Exercise instructions>
Return only the lines of the listing below that run from the line with "a pending item" through the line with "priority, 1 (most urgent) to 10", both ends included, exactly as written.

Dataset extract>
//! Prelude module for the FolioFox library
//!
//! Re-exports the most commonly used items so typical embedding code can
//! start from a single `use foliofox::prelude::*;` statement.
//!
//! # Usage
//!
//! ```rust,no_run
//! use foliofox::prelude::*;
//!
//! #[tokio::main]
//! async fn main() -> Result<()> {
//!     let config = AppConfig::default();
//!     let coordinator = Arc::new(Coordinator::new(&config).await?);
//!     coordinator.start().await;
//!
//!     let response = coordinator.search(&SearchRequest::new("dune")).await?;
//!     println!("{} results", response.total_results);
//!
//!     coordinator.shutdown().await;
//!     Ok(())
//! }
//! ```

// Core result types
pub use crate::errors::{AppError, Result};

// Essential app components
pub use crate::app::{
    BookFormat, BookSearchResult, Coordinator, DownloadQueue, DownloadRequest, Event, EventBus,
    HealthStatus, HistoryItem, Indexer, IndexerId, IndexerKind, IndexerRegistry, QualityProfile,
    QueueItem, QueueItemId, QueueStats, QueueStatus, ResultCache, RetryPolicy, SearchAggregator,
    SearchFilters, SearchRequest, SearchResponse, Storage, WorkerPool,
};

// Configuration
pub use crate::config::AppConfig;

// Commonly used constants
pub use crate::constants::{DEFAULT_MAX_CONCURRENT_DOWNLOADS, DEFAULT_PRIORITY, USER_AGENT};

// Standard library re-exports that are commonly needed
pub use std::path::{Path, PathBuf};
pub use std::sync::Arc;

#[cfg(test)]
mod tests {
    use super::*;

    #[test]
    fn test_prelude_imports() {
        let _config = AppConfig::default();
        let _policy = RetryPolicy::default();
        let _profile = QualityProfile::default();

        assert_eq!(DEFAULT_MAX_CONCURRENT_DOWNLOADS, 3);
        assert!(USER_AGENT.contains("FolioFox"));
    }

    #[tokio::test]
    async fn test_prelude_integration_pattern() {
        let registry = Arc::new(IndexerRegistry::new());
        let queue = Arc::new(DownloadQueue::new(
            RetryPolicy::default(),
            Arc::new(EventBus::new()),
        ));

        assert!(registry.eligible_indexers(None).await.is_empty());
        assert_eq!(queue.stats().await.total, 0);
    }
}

---

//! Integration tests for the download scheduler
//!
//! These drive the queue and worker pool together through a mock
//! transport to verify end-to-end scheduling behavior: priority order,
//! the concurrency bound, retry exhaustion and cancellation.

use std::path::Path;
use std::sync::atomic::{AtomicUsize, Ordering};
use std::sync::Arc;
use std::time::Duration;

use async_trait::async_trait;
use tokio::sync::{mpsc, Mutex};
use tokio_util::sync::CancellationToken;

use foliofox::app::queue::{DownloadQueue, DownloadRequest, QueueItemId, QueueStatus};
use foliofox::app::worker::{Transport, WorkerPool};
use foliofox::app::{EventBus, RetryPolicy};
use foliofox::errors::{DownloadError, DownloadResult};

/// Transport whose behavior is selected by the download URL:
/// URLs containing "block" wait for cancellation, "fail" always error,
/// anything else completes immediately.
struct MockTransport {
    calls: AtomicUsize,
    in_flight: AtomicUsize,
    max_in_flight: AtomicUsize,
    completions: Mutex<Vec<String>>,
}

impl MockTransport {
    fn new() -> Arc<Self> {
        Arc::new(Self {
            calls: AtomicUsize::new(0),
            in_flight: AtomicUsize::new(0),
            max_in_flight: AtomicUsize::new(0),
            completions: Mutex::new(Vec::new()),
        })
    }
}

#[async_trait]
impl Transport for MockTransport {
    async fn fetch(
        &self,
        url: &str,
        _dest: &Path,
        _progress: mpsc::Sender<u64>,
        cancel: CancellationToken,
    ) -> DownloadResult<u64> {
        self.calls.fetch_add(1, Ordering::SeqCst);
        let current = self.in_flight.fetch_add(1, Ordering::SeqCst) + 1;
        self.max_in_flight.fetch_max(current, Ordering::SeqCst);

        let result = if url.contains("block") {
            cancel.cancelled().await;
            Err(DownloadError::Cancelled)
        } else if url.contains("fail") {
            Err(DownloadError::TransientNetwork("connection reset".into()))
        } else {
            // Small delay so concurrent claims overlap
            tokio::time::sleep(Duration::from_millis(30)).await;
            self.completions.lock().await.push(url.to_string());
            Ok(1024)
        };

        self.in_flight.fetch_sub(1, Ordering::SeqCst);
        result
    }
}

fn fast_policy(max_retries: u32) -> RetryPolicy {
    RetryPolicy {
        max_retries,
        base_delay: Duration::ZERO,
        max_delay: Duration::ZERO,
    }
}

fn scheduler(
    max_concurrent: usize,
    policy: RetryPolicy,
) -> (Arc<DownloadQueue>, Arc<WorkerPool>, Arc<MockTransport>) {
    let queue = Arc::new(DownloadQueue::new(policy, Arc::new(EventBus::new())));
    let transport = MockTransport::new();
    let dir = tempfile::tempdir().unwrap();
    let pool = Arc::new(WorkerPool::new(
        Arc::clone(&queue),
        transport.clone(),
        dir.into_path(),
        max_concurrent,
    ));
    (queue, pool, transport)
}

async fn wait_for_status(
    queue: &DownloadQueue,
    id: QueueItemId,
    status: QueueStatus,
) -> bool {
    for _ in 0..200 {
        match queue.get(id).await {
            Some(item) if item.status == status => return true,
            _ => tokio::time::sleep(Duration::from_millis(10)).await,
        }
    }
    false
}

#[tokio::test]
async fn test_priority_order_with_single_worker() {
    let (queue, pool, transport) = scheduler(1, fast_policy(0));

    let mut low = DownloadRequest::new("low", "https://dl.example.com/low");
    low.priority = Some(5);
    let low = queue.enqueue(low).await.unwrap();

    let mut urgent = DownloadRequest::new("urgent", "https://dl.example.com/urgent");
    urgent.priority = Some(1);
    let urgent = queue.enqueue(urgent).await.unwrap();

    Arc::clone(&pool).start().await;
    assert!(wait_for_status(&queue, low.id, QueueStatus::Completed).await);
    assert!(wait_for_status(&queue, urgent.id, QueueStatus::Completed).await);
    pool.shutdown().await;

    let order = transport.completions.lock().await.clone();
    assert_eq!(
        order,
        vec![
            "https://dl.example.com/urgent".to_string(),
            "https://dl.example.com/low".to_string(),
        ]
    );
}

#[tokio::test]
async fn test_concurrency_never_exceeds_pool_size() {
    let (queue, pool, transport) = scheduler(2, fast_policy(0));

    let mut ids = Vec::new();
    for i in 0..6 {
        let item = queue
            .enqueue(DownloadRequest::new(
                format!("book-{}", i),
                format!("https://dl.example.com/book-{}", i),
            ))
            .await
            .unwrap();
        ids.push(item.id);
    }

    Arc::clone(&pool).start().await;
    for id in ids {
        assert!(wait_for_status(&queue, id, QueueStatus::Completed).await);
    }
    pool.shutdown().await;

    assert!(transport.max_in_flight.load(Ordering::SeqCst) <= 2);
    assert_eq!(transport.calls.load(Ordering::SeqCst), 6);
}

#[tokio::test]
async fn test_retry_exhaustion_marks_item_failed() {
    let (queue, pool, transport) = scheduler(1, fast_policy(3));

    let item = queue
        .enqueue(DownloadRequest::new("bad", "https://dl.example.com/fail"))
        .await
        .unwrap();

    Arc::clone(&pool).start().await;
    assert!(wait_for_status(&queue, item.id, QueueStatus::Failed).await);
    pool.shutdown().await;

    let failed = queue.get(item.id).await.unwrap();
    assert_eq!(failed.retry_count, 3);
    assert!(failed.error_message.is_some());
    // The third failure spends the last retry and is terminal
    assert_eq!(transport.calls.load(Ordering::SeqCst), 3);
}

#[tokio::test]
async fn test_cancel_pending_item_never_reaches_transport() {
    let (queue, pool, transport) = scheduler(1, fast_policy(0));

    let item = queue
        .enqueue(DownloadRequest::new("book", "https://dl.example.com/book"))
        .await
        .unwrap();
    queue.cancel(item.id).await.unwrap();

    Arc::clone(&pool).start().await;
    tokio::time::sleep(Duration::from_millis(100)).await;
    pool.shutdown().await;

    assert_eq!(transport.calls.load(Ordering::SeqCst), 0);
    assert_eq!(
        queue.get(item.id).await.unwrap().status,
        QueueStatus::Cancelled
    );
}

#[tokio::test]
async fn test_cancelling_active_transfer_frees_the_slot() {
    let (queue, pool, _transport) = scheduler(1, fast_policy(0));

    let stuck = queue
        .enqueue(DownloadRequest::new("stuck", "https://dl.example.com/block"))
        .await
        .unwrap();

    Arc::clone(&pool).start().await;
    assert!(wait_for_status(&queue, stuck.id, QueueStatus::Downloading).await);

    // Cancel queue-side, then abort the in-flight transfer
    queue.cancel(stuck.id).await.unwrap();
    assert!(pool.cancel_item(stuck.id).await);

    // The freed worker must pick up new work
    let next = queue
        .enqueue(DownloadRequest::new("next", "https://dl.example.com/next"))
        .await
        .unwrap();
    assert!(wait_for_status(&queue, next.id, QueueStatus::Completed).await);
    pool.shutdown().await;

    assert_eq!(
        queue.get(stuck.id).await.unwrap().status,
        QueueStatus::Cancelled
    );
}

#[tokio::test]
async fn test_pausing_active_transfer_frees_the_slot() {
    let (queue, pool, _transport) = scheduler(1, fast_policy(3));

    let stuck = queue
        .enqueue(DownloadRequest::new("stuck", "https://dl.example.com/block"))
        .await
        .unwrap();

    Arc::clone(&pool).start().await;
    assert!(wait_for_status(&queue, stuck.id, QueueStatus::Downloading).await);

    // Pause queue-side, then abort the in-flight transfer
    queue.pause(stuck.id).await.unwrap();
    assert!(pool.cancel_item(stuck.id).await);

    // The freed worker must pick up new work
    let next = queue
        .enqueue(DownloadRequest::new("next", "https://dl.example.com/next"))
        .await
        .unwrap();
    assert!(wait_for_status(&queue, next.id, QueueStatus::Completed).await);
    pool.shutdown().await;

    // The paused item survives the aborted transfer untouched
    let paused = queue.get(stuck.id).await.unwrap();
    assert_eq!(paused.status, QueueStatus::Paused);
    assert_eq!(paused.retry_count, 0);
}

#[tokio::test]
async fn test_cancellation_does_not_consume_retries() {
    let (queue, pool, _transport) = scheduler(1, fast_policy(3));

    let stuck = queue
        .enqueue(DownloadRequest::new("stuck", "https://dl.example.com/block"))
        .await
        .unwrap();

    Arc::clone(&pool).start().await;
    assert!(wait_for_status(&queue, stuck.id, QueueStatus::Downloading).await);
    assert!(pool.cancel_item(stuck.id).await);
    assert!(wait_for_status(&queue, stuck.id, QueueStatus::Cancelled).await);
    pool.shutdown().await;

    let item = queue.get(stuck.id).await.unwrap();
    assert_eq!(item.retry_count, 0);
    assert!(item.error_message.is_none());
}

* * *

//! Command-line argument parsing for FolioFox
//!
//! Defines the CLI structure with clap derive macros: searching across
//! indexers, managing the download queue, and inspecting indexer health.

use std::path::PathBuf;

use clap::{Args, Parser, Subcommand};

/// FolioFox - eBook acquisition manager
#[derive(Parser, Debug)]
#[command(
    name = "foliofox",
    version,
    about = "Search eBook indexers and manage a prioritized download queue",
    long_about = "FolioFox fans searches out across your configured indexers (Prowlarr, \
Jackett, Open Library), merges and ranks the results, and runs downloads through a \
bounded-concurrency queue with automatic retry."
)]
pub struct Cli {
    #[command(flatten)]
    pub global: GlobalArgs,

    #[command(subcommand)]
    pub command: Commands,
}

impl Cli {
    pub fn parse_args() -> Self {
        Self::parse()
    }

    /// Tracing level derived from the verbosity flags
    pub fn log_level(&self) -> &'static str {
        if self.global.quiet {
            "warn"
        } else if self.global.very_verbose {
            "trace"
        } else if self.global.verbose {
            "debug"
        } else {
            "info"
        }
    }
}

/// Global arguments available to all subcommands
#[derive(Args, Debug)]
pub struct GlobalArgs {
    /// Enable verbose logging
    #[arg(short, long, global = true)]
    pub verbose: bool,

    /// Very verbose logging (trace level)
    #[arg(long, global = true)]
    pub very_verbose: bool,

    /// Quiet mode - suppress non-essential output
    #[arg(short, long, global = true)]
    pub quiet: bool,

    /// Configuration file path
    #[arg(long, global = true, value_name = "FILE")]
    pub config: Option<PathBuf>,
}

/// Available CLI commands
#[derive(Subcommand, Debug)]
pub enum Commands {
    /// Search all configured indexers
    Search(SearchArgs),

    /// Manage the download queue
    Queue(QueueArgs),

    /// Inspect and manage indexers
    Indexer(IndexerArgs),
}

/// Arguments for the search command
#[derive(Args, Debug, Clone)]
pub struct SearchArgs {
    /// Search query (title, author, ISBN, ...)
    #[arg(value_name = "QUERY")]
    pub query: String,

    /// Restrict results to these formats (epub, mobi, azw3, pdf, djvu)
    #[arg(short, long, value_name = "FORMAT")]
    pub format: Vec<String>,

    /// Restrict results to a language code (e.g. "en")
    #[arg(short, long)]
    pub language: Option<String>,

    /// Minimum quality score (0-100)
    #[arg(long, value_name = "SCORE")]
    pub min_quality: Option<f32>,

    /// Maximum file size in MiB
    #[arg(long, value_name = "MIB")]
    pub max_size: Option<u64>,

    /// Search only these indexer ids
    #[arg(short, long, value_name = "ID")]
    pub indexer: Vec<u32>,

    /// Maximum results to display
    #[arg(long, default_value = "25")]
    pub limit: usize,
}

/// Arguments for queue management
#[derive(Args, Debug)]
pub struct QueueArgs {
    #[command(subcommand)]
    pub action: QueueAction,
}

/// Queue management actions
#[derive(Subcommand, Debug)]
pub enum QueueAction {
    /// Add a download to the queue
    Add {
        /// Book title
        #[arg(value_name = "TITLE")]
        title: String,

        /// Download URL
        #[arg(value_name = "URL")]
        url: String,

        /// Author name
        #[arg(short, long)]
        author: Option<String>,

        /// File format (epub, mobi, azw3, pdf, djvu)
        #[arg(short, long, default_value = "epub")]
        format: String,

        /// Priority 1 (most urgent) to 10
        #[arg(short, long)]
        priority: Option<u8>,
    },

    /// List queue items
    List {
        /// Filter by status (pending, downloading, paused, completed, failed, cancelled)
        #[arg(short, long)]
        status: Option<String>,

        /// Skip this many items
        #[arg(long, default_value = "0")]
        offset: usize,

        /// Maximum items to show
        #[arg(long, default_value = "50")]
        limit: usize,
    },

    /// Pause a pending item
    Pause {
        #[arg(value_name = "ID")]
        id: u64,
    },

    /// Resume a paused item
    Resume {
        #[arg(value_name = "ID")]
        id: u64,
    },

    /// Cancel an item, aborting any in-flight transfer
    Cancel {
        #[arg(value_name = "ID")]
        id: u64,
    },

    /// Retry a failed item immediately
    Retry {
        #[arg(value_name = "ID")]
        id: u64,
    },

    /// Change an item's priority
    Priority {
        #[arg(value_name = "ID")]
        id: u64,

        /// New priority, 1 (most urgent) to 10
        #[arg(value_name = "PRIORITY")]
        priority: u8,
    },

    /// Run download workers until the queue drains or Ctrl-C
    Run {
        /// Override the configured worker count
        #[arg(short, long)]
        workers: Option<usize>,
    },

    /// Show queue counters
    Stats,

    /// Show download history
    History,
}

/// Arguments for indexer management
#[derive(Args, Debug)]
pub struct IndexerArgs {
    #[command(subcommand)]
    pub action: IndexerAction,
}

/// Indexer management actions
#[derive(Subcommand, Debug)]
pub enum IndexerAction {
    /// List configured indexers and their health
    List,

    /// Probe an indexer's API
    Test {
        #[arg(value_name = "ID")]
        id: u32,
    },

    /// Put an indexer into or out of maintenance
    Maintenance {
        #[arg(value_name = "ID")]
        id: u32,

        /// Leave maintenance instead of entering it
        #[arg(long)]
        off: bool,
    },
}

Reply to the task>
    /// Pause a pending item
    Pause {
        #[arg(value_name = "ID")]
        id: u64,
    },

    /// Resume a paused item
    Resume {
        #[arg(value_name = "ID")]
        id: u64,
    },

    /// Cancel an item, aborting any in-flight transfer
    Cancel {
        #[arg(value_name = "ID")]
        id: u64,
    },

    /// Retry a failed item immediately
    Retry {
        #[arg(value_name = "ID")]
        id: u64,
    },

    /// Change an item's priority
    Priority {
        #[arg(value_name = "ID")]
        id: u64,

        /// New priority, 1 (most urgent) to 10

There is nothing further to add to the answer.